From: "Thomas F. Fischer" <>
To: <>
Subject: MH 91 We All Go To Damascus: Your Mid-Ministry Transformation
Date: Sun, 28 Jun 1998 13:02:52 -0400

Greetings in Our Lord!

Later this week watch for "44 Things I Learned From Lyle Schaller." You'll
enjoy this exclusive compilation of some of his best insights for your
ministry.

Have you ever notice that virtually all the writers of Scripture were over
40? Perhaps it was because God realized that the mid-ministry transformation
would deepen and prepare their faith for this special calling. Today's
article may show how God may transform your ministry in a remarkable way
during the middle of your ministry to prepare you for the "better half".
Yes, as the article title suggests, "We All Go To Damascus."

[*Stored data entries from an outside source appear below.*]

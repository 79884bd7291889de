//! Complexity resolution for routing.
//!
//! The value comes from an HTML comment in the input file, falling back to
//! the last value cached under `<state>/complexity/<task>`, falling back to
//! the configured default. Whatever resolves is cached back so later turns
//! of the task route the same way without re-annotating every file.

use anyhow::Result;
use std::fs;
use std::path::Path;

use crate::config::Config;
use crate::turn::extract_complexity;

/// Resolve the complexity for one invocation and refresh the cache.
pub fn resolve_complexity(config: &Config, task: &str, input: &Path) -> u8 {
    let from_file = fs::read_to_string(input)
        .ok()
        .and_then(|content| extract_complexity(&content));

    let resolved = from_file
        .or_else(|| read_cached(config, task))
        .unwrap_or(config.default_complexity);

    if let Err(e) = write_cached(config, task, resolved) {
        eprintln!("Failed to cache complexity for '{task}': {e}");
    }
    resolved
}

fn cache_path(config: &Config, task: &str) -> std::path::PathBuf {
    config.complexity_dir().join(task)
}

fn read_cached(config: &Config, task: &str) -> Option<u8> {
    let value: u8 = fs::read_to_string(cache_path(config, task))
        .ok()?
        .trim()
        .parse()
        .ok()?;
    (1..=3).contains(&value).then_some(value)
}

fn write_cached(config: &Config, task: &str, value: u8) -> Result<()> {
    fs::create_dir_all(config.complexity_dir())?;
    fs::write(cache_path(config, task), value.to_string())?;
    Ok(())
}

#[cfg(test)]
mod tests {
    use super::*;
    use crate::config::Config;
    use serial_test::serial;
    use tempfile::TempDir;

    fn config_in(temp: &TempDir) -> Config {
        std::env::set_var("STATE_DIR", temp.path().join("state"));
        std::env::set_var("VAULT_TASKS_DIR", temp.path().join("vault"));
        let cfg = Config::from_env();
        std::env::remove_var("STATE_DIR");
        std::env::remove_var("VAULT_TASKS_DIR");
        cfg
    }

    #[test]
    #[serial]
    fn test_file_annotation_wins_and_caches() {
        let temp = TempDir::new().unwrap();
        let cfg = config_in(&temp);
        let input = temp.path().join("001_demo.md");
        fs::write(&input, "<!-- complexity: 1 -->\ndo the thing\n<User>\n").unwrap();

        assert_eq!(resolve_complexity(&cfg, "demo", &input), 1);

        // Cache now answers even when the next file has no annotation.
        let next = temp.path().join("003_demo.md");
        fs::write(&next, "follow-up\n<User>\n").unwrap();
        assert_eq!(resolve_complexity(&cfg, "demo", &next), 1);
    }

    #[test]
    #[serial]
    fn test_default_when_nothing_known() {
        let temp = TempDir::new().unwrap();
        let cfg = config_in(&temp);
        let input = temp.path().join("001_demo.md");
        fs::write(&input, "no annotation\n<User>\n").unwrap();

        assert_eq!(resolve_complexity(&cfg, "demo", &input), cfg.default_complexity);
    }

    #[test]
    #[serial]
    fn test_garbage_cache_is_ignored() {
        let temp = TempDir::new().unwrap();
        let cfg = config_in(&temp);
        fs::create_dir_all(cfg.complexity_dir()).unwrap();
        fs::write(cfg.complexity_dir().join("demo"), "seven").unwrap();

        let input = temp.path().join("001_demo.md");
        fs::write(&input, "plain\n<User>\n").unwrap();
        assert_eq!(resolve_complexity(&cfg, "demo", &input), cfg.default_complexity);
    }
}
//! Stderr protocol extraction, one parser per backend kind.
//!
//! Backend CLIs report sessions, turn counts, and rate limits as free-form
//! human text; every brittle regex lives here behind a finite interface so
//! a backend upgrade breaks exactly one module.

use chrono::{DateTime, TimeZone, Utc};
use regex::Regex;
use std::sync::OnceLock;

/// How a raw reset token was interpreted.
#[derive(Debug, Clone, Copy, PartialEq, Eq)]
pub enum ResetInterpretation {
    RelativeSeconds,
    EpochSeconds,
    DefaultFloor,
}

/// A detected rate-limit condition.
#[derive(Debug, Clone, PartialEq, Eq)]
pub struct RateLimitSignal {
    /// The raw token as it appeared in stderr (or in a
    /// `TOKEN_EXHAUSTED:` line), e.g. `+3600`.
    pub raw: String,
}

/// Extraction interface implemented per backend.
pub trait StderrParser {
    /// Session id, if the backend reported one.
    fn parse_session(&self, stderr: &str) -> Option<String>;
    /// Turns used, if the backend reported them.
    fn parse_turns(&self, stderr: &str) -> Option<u32>;
    /// Rate-limit condition with its raw reset token.
    fn detect_rate_limit(&self, stderr: &str) -> Option<RateLimitSignal>;
}

/// Parser for the hosted CLI backend.
pub struct HostedParser;

/// Parser for the local daemon backend. It has no session concept and its
/// failure mode is the daemon being down, but rate-limit style errors from
/// proxy layers are still recognized.
pub struct LocalParser;

fn rate_limit_re() -> &'static Regex {
    static RE: OnceLock<Regex> = OnceLock::new();
    RE.get_or_init(|| {
        Regex::new(r"(?i)rate.?limit|token.?exhaust|too.?many.?requests|\b429\b").unwrap()
    })
}

fn reset_token_re() -> &'static Regex {
    static RE: OnceLock<Regex> = OnceLock::new();
    // First duration/time-like token after (or near) the rate-limit phrase:
    // `+3600`, `retry after 120`, `resets at 1760000000`.
    RE.get_or_init(|| Regex::new(r"([+-]?\d{1,12})").unwrap())
}

fn turns_re() -> &'static Regex {
    static RE: OnceLock<Regex> = OnceLock::new();
    RE.get_or_init(|| {
        Regex::new(r"(?i)\bturns?(?:\s+used)?\s*[:=]\s*(\d+)(?:\s*/\s*\d+)?").unwrap()
    })
}

fn max_turns_re() -> &'static Regex {
    static RE: OnceLock<Regex> = OnceLock::new();
    RE.get_or_init(|| Regex::new(r"(?i)max(?:imum)?\s+turns\s+reached\D{0,20}(\d+)").unwrap())
}

fn session_re() -> &'static Regex {
    static RE: OnceLock<Regex> = OnceLock::new();
    RE.get_or_init(|| {
        Regex::new(r"(?i)(?:\bSession:\s*|session[_-]?id\s*[=:]\s*)([0-9a-f][0-9a-f-]{7,})")
            .unwrap()
    })
}

impl StderrParser for HostedParser {
    fn parse_session(&self, stderr: &str) -> Option<String> {
        session_re()
            .captures(stderr)
            .and_then(|c| c.get(1))
            .map(|m| m.as_str().to_string())
    }

    fn parse_turns(&self, stderr: &str) -> Option<u32> {
        if let Some(c) = turns_re().captures(stderr) {
            return c.get(1).and_then(|m| m.as_str().parse().ok());
        }
        max_turns_re()
            .captures(stderr)
            .and_then(|c| c.get(1))
            .and_then(|m| m.as_str().parse().ok())
    }

    fn detect_rate_limit(&self, stderr: &str) -> Option<RateLimitSignal> {
        detect_rate_limit_common(stderr)
    }
}

impl StderrParser for LocalParser {
    fn parse_session(&self, _stderr: &str) -> Option<String> {
        None
    }

    fn parse_turns(&self, _stderr: &str) -> Option<u32> {
        None
    }

    fn detect_rate_limit(&self, stderr: &str) -> Option<RateLimitSignal> {
        detect_rate_limit_common(stderr)
    }
}

fn detect_rate_limit_common(stderr: &str) -> Option<RateLimitSignal> {
    let m = rate_limit_re().find(stderr)?;
    // Look for the first time-like token after the phrase; fall back to the
    // default floor when the message has none.
    let tail = &stderr[m.end()..];
    let raw = reset_token_re()
        .captures(tail)
        .and_then(|c| c.get(1))
        .map(|m| m.as_str().to_string())
        .unwrap_or_else(|| "60".to_string());
    Some(RateLimitSignal { raw })
}

/// Interpret a raw reset token into an absolute deadline.
///
/// `+N` is relative seconds. A bare number at or above one billion is an
/// epoch timestamp; anything smaller is relative seconds. Zero or negative
/// values become the 60-second floor. The interpretation is returned so the
/// caller can log it next to the raw token.
pub fn interpret_reset_token(raw: &str, now: DateTime<Utc>) -> (DateTime<Utc>, ResetInterpretation) {
    const EPOCH_THRESHOLD: i64 = 1_000_000_000;
    const FLOOR_SECS: i64 = 60;

    let trimmed = raw.trim();
    let explicit_relative = trimmed.starts_with('+');
    let value: i64 = trimmed
        .trim_start_matches('+')
        .parse()
        .unwrap_or(0);

    if value <= 0 {
        return (
            now + chrono::Duration::seconds(FLOOR_SECS),
            ResetInterpretation::DefaultFloor,
        );
    }

    if !explicit_relative && value >= EPOCH_THRESHOLD {
        match Utc.timestamp_opt(value, 0).single() {
            Some(at) if at > now => return (at, ResetInterpretation::EpochSeconds),
            _ => {
                // Epoch in the past (or invalid) cannot be a reset deadline.
                return (
                    now + chrono::Duration::seconds(FLOOR_SECS),
                    ResetInterpretation::DefaultFloor,
                );
            }
        }
    }

    (
        now + chrono::Duration::seconds(value),
        ResetInterpretation::RelativeSeconds,
    )
}
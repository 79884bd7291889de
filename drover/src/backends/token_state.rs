//! Per-backend exhaustion state with a reset deadline.
//!
//! Persisted as `<state>/token-state.json`:
//! `{"exhausted":{"claude":true},"reset_time":{"claude":"2026-08-02T12:00:00Z"}}`.
//! Mutations rewrite the whole file via temp-then-rename; reads are
//! unlocked - the file is tiny and writers are serialized by the scheduler.

use anyhow::{Context, Result};
use chrono::{DateTime, Utc};
use serde::{Deserialize, Serialize};
use std::collections::BTreeMap;
use std::fs;
use std::path::PathBuf;

use crate::fs::write_atomic;

#[derive(Debug, Clone, Default, Serialize, Deserialize)]
struct TokenStateData {
    #[serde(default)]
    exhausted: BTreeMap<String, bool>,
    #[serde(default)]
    reset_time: BTreeMap<String, DateTime<Utc>>,
}

#[derive(Debug, Clone)]
pub struct TokenState {
    path: PathBuf,
}

impl TokenState {
    pub fn new(path: PathBuf) -> Self {
        Self { path }
    }

    /// Create the state file if absent.
    pub fn init(&self) -> Result<()> {
        if !self.path.exists() {
            self.save(&TokenStateData::default())?;
        }
        Ok(())
    }

    /// Flag a backend as exhausted until `reset_at`.
    pub fn mark_exhausted(&self, backend: &str, reset_at: DateTime<Utc>) -> Result<()> {
        let mut data = self.load();
        data.exhausted.insert(backend.to_string(), true);
        data.reset_time.insert(backend.to_string(), reset_at);
        self.save(&data)
    }

    /// Clear the exhaustion flag for a backend.
    pub fn clear(&self, backend: &str) -> Result<()> {
        let mut data = self.load();
        data.exhausted.insert(backend.to_string(), false);
        data.reset_time.remove(backend);
        self.save(&data)
    }

    /// Exhausted iff flagged AND now is before the reset deadline.
    pub fn is_exhausted(&self, backend: &str) -> bool {
        let data = self.load();
        if !data.exhausted.get(backend).copied().unwrap_or(false) {
            return false;
        }
        match data.reset_time.get(backend) {
            Some(reset_at) => Utc::now() < *reset_at,
            // Flagged with no deadline: treat as already reset.
            None => false,
        }
    }

    /// The reset deadline, if one is recorded.
    pub fn reset_at(&self, backend: &str) -> Option<DateTime<Utc>> {
        self.load().reset_time.get(backend).copied()
    }

    fn load(&self) -> TokenStateData {
        let Ok(raw) = fs::read_to_string(&self.path) else {
            return TokenStateData::default();
        };
        serde_json::from_str(&raw).unwrap_or_else(|e| {
            eprintln!("Unreadable token state {}: {e}", self.path.display());
            TokenStateData::default()
        })
    }

    fn save(&self, data: &TokenStateData) -> Result<()> {
        let json = serde_json::to_string_pretty(data).context("Failed to serialize token state")?;
        write_atomic(&self.path, &json)
    }
}
//! Adapter for the local daemon backend.
//!
//! No session concept: resume flags are ignored. The daemon is pinged with a
//! cheap `list` before anything else; an unreachable daemon is exit 2 so the
//! scheduler can tell "backend down" from a prompt failure. The prompt is
//! prefixed with a complexity-selected system prompt and piped on stdin.

use anyhow::{Context, Result};
use std::fs::{self, File};
use std::io::Write;
use std::process::{Command, Stdio};
use std::time::Duration;

use crate::backends::stderr::{LocalParser, StderrParser};
use crate::config::{BackendConfig, Config};

use super::{
    stderr_log_path, write_response, InvokeOutcome, InvokeRequest, EXIT_DAEMON_DOWN,
    EXIT_RATE_LIMITED, EXIT_USAGE,
};

/// System prompt for quick complexity-1 work.
const SYSTEM_PROMPT_TERSE: &str =
    "Answer directly and briefly. No preamble, no restating the question.";

/// System prompt for complexity-2 work: same model, more structure asked of it.
const SYSTEM_PROMPT_ELABORATED: &str = "Answer thoroughly. Think through the problem step by \
     step, structure the response with short sections, and state any assumptions you make.";

pub fn run(
    config: &Config,
    backend: &BackendConfig,
    request: &InvokeRequest,
    prompt: &str,
) -> InvokeOutcome {
    match run_inner(config, backend, request, prompt) {
        Ok(outcome) => outcome,
        Err(e) => {
            eprintln!("Local invocation failed: {e:#}");
            InvokeOutcome {
                exit_code: EXIT_USAGE,
                ..Default::default()
            }
        }
    }
}

fn run_inner(
    config: &Config,
    backend: &BackendConfig,
    request: &InvokeRequest,
    prompt: &str,
) -> Result<InvokeOutcome> {
    if !daemon_reachable(backend) {
        eprintln!("Local backend daemon unreachable: {}", backend.command);
        return Ok(InvokeOutcome {
            exit_code: EXIT_DAEMON_DOWN,
            ..Default::default()
        });
    }

    let model = backend.model.as_deref().unwrap_or("llama3");
    let full_prompt = format!("{}\n\n{prompt}", system_prompt());

    let log_path = stderr_log_path(config, request);
    if let Some(dir) = log_path.parent() {
        fs::create_dir_all(dir)
            .with_context(|| format!("Failed to create log directory: {}", dir.display()))?;
    }
    let log_file = File::create(&log_path)
        .with_context(|| format!("Failed to create stderr log: {}", log_path.display()))?;

    let mut command = Command::new(&backend.command);
    command
        .arg("run")
        .arg(model)
        .current_dir(&request.task_dir)
        .stdin(Stdio::piped())
        .stdout(Stdio::piped())
        .stderr(Stdio::from(log_file));
    if let Some(endpoint) = &backend.endpoint {
        command.env("OLLAMA_HOST", endpoint);
    }

    let mut child = command
        .spawn()
        .with_context(|| format!("Failed to spawn backend: {}", backend.command))?;
    child
        .stdin
        .take()
        .context("Backend child has no stdin")?
        .write_all(full_prompt.as_bytes())
        .context("Failed to pipe prompt to backend")?;

    let output = child
        .wait_with_output()
        .context("Failed to wait on backend")?;

    let stderr_log = fs::read_to_string(&log_path).unwrap_or_default();
    if let Some(signal) = LocalParser.detect_rate_limit(&stderr_log) {
        return Ok(InvokeOutcome {
            exit_code: EXIT_RATE_LIMITED,
            token_exhausted: Some(signal.raw),
            ..Default::default()
        });
    }

    let exit_code = output.status.code().unwrap_or(EXIT_USAGE);
    if exit_code != 0 {
        return Ok(InvokeOutcome {
            exit_code,
            ..Default::default()
        });
    }

    let body = String::from_utf8_lossy(&output.stdout);
    write_response(request, &body)?;

    Ok(InvokeOutcome {
        exit_code: 0,
        ..Default::default()
    })
}

/// Probe the daemon with its cheapest command. A hung daemon counts as
/// unreachable after a short wait.
fn daemon_reachable(backend: &BackendConfig) -> bool {
    use wait_timeout::ChildExt;

    let Ok(mut child) = Command::new(&backend.command)
        .arg("list")
        .stdin(Stdio::null())
        .stdout(Stdio::null())
        .stderr(Stdio::null())
        .spawn()
    else {
        return false;
    };

    match child.wait_timeout(Duration::from_secs(5)) {
        Ok(Some(status)) => status.success(),
        Ok(None) => {
            let _ = child.kill();
            let _ = child.wait();
            false
        }
        Err(_) => false,
    }
}

/// The `COMPLEXITY` env var (set by the scheduler) picks the system prompt:
/// 1 is terse, anything else gets the elaborated prompt.
fn system_prompt() -> &'static str {
    match std::env::var("COMPLEXITY").as_deref() {
        Ok("1") => SYSTEM_PROMPT_TERSE,
        _ => SYSTEM_PROMPT_ELABORATED,
    }
}

#[cfg(test)]
mod tests {
    use super::*;
    use crate::config::BackendKind;
    use crate::invoker::test_support::{stub_config, write_stub};
    use crate::turn::{classify_content, TurnKind};
    use serial_test::serial;
    use tempfile::TempDir;

    fn fixture(temp: &TempDir, script: &str) -> (Config, BackendConfig, InvokeRequest) {
        let stub = write_stub(temp.path(), "fake-ollama", script);
        let backend = BackendConfig {
            name: "ollama".to_string(),
            kind: BackendKind::Local,
            command: stub.to_string_lossy().into_owned(),
            max_parallel: 1,
            flags: Vec::new(),
            model: Some("llama3".to_string()),
            endpoint: None,
            invoker: None,
        };
        let config = stub_config(
            &temp.path().join("state"),
            &temp.path().join("vault"),
            backend.clone(),
        );
        let task_dir = temp.path().join("vault/demo");
        fs::create_dir_all(&task_dir).unwrap();
        fs::write(task_dir.join("001_demo.md"), "quick question\n<User>\n").unwrap();
        let request = InvokeRequest {
            backend: "ollama".to_string(),
            task: "demo".to_string(),
            task_dir,
            input: "001_demo.md".to_string(),
            output: "002_demo.md".to_string(),
            resume: None,
        };
        (config, backend, request)
    }

    #[test]
    #[serial]
    fn test_success_frames_stdout() {
        let temp = TempDir::new().unwrap();
        // `list` probe succeeds; `run <model>` echoes the piped prompt back.
        let (config, backend, request) = fixture(
            &temp,
            "#!/bin/sh\nif [ \"$1\" = list ]; then exit 0; fi\ncat >/dev/null\necho \"local answer\"\nexit 0\n",
        );

        let outcome = run(&config, &backend, &request, "quick question");
        assert_eq!(outcome.exit_code, 0);
        assert!(outcome.session_id.is_none());

        let response = fs::read_to_string(request.task_dir.join("002_demo.md")).unwrap();
        assert_eq!(classify_content(&response), TurnKind::Backend);
        assert!(response.contains("local answer"));
    }

    #[test]
    #[serial]
    fn test_daemon_down_is_exit_two() {
        let temp = TempDir::new().unwrap();
        let (config, backend, request) =
            fixture(&temp, "#!/bin/sh\nif [ \"$1\" = list ]; then exit 1; fi\nexit 0\n");

        let outcome = run(&config, &backend, &request, "p");
        assert_eq!(outcome.exit_code, EXIT_DAEMON_DOWN);
        assert!(!request.task_dir.join("002_demo.md").exists());
    }

    #[test]
    #[serial]
    fn test_complexity_env_selects_prompt() {
        std::env::set_var("COMPLEXITY", "1");
        assert_eq!(system_prompt(), SYSTEM_PROMPT_TERSE);
        std::env::set_var("COMPLEXITY", "2");
        assert_eq!(system_prompt(), SYSTEM_PROMPT_ELABORATED);
        std::env::remove_var("COMPLEXITY");
        assert_eq!(system_prompt(), SYSTEM_PROMPT_ELABORATED);
    }

    #[test]
    #[serial]
    fn test_rate_limit_from_proxy_layer() {
        let temp = TempDir::new().unwrap();
        let (config, backend, request) = fixture(
            &temp,
            "#!/bin/sh\nif [ \"$1\" = list ]; then exit 0; fi\ncat >/dev/null\necho \"upstream 429 too many requests\" >&2\nexit 1\n",
        );

        let outcome = run(&config, &backend, &request, "p");
        assert_eq!(outcome.exit_code, EXIT_RATE_LIMITED);
        assert!(outcome.token_exhausted.is_some());
    }
}
//! Input validation for task and file names before they reach path construction.
//!
//! Task names come from directory names in a cloud-synced vault and from
//! queue event lines; both are user-influenced, so everything is validated
//! here before being joined into state-directory paths.

use anyhow::{bail, Result};

/// Maximum allowed length for task names.
pub const MAX_TASK_NAME_LENGTH: usize = 128;

/// Maximum allowed length for turn file names.
pub const MAX_FILE_NAME_LENGTH: usize = 255;

/// Validates a task name for use in vault and state paths.
///
/// A task name is valid if it matches `[a-z0-9][a-z0-9-]*[a-z0-9]`
/// (a single `[a-z0-9]` character is also accepted) and is no longer
/// than [`MAX_TASK_NAME_LENGTH`].
pub fn validate_task_name(name: &str) -> Result<()> {
    if name.is_empty() {
        bail!("Task name cannot be empty");
    }

    if name.len() > MAX_TASK_NAME_LENGTH {
        bail!(
            "Task name too long: {} characters (max {})",
            name.len(),
            MAX_TASK_NAME_LENGTH
        );
    }

    let bytes = name.as_bytes();
    let edge_ok = |c: u8| c.is_ascii_lowercase() || c.is_ascii_digit();
    let inner_ok = |c: u8| edge_ok(c) || c == b'-';

    if !edge_ok(bytes[0]) || !edge_ok(bytes[bytes.len() - 1]) {
        bail!("Task name '{name}' must start and end with a lowercase letter or digit");
    }

    if !bytes.iter().all(|&c| inner_ok(c)) {
        bail!("Task name '{name}' contains invalid characters. Use only lowercase letters, digits, and dashes");
    }

    Ok(())
}

/// Validates a turn file name for use in queue events and state paths.
///
/// Rejects empty names, path separators, traversal components, and names
/// not ending in `.md`.
pub fn validate_file_name(name: &str) -> Result<()> {
    if name.is_empty() {
        bail!("File name cannot be empty");
    }

    if name.len() > MAX_FILE_NAME_LENGTH {
        bail!(
            "File name too long: {} characters (max {})",
            name.len(),
            MAX_FILE_NAME_LENGTH
        );
    }

    if name.contains('/') || name.contains('\\') || name.contains("..") {
        bail!("File name '{name}' must not contain path separators or traversal components");
    }

    if !name.ends_with(".md") {
        bail!("File name '{name}' is not a markdown turn file");
    }

    Ok(())
}

/// Replace every character outside `[A-Za-z0-9._-]` so a name can be embedded
/// in a flat state file name (partial rescues, stderr logs).
pub fn sanitize_for_flat_name(name: &str) -> String {
    name.chars()
        .map(|c| {
            if c.is_ascii_alphanumeric() || c == '.' || c == '_' || c == '-' {
                c
            } else {
                '_'
            }
        })
        .collect()
}

/// Clap value parser for validating task name arguments.
pub fn clap_task_validator(s: &str) -> Result<String, String> {
    validate_task_name(s).map_err(|e| e.to_string())?;
    Ok(s.to_string())
}

#[cfg(test)]
mod tests {
    use super::*;

    #[test]
    fn test_validate_task_name_valid() {
        assert!(validate_task_name("demo").is_ok());
        assert!(validate_task_name("my-task-01").is_ok());
        assert!(validate_task_name("a").is_ok());
        assert!(validate_task_name("0").is_ok());
    }

    #[test]
    fn test_validate_task_name_rejects_edges() {
        assert!(validate_task_name("-demo").is_err());
        assert!(validate_task_name("demo-").is_err());
        assert!(validate_task_name("-").is_err());
    }

    #[test]
    fn test_validate_task_name_rejects_invalid_chars() {
        assert!(validate_task_name("Demo").is_err());
        assert!(validate_task_name("demo_task").is_err());
        assert!(validate_task_name("demo/task").is_err());
        assert!(validate_task_name("../task").is_err());
        assert!(validate_task_name("demo task").is_err());
        assert!(validate_task_name("").is_err());
    }

    #[test]
    fn test_validate_task_name_too_long() {
        let long = "a".repeat(MAX_TASK_NAME_LENGTH + 1);
        assert!(validate_task_name(&long).is_err());
    }

    #[test]
    fn test_validate_file_name() {
        assert!(validate_file_name("001_demo.md").is_ok());
        assert!(validate_file_name("002_demo_response.md").is_ok());
        assert!(validate_file_name("").is_err());
        assert!(validate_file_name("notes.txt").is_err());
        assert!(validate_file_name("../001_demo.md").is_err());
        assert!(validate_file_name("a/b.md").is_err());
    }

    #[test]
    fn test_sanitize_for_flat_name() {
        assert_eq!(sanitize_for_flat_name("001_demo.md"), "001_demo.md");
        assert_eq!(sanitize_for_flat_name("a/b c.md"), "a_b_c.md");
    }

    #[test]
    fn test_clap_task_validator() {
        assert!(clap_task_validator("valid-task").is_ok());
        assert!(clap_task_validator("../invalid").is_err());
    }
}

BTW, Please send your response to "What I enjoy most about ministry" for a
proposed upcoming article! Thanks!

Blessings to all of you in God's service!__/__
                                          /
                                         /
Tom

A Look At Saul

Saul, born of the tribe of Benjamin, circumcised on the eighth day,
a Pharisee of Pharisees, had a zeal for his faith virtually
unprecedented. While on the way to Damascus he had one main goal: To
carry out what he felt was his life’s calling, namely, to promote and
protect the faith of his fathers by means of destroying those Christians
who opposed Judaism.

Make no mistake. For Saul, the planned persecution of Damascus
Christians was not just a random act of zealotry. Instead, it was a
continuation of Paul’s obsessive desire to escalate the assault on
Christianity to the point of extinction. He had participated in other
anti Christian crusades before. Saul had come a long way since those
days when he was simply a passive observer and supporter of Christian
extermination.

Saul’s Passionate Mission

Beginning from his assent and support of Stephen’s stoning in Acts
8, Saul seemed bent on vigorously realizing the desire which shaped and
directed his entire life: to have widespread recognition as the most
recognized and acclaimed leader of Judaism. Nothing was going to stop
Saul. He was driven to success, achievement, and recognition.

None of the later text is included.